Task brief: Look through the material below and copy every line containing the word "CatalogApplicationError".

Provided entries:
--- START ---

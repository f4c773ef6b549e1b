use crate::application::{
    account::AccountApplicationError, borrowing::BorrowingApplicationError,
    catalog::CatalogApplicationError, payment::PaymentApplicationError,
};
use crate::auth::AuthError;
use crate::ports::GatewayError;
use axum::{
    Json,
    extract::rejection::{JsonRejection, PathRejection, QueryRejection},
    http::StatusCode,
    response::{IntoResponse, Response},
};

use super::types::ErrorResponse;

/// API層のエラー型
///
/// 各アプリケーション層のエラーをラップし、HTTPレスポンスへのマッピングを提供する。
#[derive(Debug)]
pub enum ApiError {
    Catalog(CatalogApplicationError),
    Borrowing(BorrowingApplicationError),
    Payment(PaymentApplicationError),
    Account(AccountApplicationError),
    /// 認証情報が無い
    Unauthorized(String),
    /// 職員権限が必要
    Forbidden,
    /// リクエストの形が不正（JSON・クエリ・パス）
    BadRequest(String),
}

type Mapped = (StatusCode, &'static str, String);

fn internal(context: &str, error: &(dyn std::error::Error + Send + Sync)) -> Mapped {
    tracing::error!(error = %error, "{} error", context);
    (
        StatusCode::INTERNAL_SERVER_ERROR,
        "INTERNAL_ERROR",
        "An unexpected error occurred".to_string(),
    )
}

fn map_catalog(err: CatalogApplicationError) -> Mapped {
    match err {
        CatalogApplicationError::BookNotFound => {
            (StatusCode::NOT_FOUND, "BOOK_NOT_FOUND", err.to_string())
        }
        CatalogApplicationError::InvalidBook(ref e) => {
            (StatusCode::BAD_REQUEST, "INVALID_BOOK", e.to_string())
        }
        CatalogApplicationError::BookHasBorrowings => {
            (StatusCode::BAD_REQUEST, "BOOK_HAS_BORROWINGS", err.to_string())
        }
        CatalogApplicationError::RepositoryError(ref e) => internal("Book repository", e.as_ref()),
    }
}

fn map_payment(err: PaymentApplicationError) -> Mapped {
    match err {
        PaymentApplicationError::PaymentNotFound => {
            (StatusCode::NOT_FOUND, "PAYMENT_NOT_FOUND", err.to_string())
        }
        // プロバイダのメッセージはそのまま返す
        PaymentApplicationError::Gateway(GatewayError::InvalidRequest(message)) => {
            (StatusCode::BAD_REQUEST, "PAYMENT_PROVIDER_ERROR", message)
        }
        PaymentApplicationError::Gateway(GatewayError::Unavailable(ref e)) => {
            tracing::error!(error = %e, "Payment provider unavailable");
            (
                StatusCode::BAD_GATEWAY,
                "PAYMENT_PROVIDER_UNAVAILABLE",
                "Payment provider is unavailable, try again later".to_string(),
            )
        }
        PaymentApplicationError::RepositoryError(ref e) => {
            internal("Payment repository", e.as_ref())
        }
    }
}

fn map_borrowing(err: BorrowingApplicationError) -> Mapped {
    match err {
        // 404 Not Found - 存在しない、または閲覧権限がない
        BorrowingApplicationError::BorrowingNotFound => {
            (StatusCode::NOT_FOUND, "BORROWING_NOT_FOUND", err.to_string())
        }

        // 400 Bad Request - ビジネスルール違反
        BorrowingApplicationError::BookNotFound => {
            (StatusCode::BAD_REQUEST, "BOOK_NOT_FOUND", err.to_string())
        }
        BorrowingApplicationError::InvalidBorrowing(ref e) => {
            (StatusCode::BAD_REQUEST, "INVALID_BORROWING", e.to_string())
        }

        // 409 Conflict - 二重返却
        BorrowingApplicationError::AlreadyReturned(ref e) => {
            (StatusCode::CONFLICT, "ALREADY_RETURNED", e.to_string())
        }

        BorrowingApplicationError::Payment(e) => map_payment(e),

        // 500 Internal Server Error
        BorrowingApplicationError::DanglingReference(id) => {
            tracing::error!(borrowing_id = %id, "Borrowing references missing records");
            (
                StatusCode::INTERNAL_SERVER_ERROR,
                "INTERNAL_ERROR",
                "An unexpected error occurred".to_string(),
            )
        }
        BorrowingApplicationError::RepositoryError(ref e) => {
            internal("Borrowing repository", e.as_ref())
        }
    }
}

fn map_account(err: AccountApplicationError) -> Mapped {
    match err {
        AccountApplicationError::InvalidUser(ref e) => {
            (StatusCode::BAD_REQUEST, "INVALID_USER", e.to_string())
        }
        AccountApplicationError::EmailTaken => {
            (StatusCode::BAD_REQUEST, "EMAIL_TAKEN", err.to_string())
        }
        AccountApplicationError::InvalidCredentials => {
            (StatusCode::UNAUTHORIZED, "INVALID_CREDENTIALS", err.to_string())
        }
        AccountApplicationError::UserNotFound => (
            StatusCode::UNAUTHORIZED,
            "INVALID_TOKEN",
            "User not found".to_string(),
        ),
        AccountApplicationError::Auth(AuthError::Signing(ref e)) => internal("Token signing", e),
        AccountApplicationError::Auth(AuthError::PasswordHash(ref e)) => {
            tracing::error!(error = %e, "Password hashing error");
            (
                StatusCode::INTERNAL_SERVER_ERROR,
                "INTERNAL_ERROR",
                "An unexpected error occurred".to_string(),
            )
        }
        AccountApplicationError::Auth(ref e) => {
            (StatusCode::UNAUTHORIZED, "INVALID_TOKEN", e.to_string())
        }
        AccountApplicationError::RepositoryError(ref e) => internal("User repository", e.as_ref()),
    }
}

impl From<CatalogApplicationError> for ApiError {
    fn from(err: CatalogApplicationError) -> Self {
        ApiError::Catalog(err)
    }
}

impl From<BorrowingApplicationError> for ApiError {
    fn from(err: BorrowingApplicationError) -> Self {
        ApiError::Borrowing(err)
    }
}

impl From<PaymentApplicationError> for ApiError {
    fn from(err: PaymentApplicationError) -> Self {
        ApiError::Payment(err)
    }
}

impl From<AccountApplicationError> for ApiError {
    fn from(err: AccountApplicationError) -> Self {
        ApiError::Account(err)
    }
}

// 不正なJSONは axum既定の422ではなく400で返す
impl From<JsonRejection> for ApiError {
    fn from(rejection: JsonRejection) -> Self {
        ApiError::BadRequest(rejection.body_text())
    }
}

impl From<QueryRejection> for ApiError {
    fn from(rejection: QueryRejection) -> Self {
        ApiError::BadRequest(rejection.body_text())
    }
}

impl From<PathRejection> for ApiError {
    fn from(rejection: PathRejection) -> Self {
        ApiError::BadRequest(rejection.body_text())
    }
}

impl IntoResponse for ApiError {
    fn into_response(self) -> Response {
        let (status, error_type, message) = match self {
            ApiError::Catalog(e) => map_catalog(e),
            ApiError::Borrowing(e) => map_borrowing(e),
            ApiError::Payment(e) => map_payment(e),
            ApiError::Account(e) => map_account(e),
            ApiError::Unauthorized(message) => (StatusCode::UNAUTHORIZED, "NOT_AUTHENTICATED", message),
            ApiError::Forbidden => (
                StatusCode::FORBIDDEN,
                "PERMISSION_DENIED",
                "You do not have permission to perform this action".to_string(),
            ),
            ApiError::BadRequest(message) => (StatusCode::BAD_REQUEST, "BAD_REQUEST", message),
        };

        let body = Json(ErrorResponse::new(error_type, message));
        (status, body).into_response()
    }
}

--- END ---
--- START ---

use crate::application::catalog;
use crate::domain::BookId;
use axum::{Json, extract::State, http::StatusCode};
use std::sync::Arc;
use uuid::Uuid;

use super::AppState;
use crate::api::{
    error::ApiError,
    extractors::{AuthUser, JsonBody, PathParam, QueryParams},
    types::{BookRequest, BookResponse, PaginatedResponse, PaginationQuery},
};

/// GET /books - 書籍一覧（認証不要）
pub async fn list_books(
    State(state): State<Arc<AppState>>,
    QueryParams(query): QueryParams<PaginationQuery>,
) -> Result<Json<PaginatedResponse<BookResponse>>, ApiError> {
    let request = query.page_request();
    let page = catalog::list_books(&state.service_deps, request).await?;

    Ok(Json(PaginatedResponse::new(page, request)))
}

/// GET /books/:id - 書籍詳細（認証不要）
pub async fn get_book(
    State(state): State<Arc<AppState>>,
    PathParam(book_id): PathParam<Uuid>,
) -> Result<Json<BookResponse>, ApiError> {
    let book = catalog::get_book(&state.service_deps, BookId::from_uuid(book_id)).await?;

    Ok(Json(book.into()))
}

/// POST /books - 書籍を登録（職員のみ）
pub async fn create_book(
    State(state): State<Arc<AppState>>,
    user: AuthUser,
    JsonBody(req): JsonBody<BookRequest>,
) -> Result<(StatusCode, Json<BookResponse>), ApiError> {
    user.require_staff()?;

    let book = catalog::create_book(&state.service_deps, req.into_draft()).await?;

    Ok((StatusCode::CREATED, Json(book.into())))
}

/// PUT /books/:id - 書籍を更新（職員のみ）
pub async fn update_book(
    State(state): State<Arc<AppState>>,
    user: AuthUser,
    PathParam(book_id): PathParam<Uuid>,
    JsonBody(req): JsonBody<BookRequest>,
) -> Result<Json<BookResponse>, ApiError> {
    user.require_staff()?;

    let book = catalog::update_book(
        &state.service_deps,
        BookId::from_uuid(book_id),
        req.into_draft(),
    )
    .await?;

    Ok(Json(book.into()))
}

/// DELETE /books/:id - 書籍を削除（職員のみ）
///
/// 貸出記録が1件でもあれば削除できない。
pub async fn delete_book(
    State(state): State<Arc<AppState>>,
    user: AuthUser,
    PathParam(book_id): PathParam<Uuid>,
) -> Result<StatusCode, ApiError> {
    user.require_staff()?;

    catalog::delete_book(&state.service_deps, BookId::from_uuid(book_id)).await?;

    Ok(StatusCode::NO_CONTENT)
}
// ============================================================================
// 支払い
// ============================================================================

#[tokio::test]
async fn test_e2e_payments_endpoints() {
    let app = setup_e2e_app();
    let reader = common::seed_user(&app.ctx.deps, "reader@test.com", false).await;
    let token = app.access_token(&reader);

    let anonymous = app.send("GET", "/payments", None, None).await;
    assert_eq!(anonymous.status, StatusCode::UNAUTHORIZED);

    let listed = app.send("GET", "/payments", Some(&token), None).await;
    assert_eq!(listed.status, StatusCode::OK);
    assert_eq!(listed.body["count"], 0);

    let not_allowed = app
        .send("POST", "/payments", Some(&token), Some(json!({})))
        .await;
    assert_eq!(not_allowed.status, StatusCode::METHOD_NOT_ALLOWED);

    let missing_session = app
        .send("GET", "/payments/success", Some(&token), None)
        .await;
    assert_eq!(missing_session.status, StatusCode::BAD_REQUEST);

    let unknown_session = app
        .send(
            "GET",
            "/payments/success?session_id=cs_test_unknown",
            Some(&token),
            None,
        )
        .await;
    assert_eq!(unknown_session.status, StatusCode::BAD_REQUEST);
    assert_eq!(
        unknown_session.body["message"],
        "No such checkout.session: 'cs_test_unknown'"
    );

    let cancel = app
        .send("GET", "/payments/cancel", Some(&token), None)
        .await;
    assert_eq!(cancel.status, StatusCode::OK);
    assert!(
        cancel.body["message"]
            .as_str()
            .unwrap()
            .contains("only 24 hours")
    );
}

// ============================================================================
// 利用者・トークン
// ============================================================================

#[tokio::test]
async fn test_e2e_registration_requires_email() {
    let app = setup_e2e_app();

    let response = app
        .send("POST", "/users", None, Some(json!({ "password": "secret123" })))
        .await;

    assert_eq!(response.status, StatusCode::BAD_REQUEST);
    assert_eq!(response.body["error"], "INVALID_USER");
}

--- END ---

Task response:
    catalog::CatalogApplicationError, payment::PaymentApplicationError,
    Catalog(CatalogApplicationError),
fn map_catalog(err: CatalogApplicationError) -> Mapped {
        CatalogApplicationError::BookNotFound => {
        CatalogApplicationError::InvalidBook(ref e) => {
        CatalogApplicationError::BookHasBorrowings => {
        CatalogApplicationError::RepositoryError(ref e) => internal("Book repository", e.as_ref()),
impl From<CatalogApplicationError> for ApiError {
    fn from(err: CatalogApplicationError) -> Self {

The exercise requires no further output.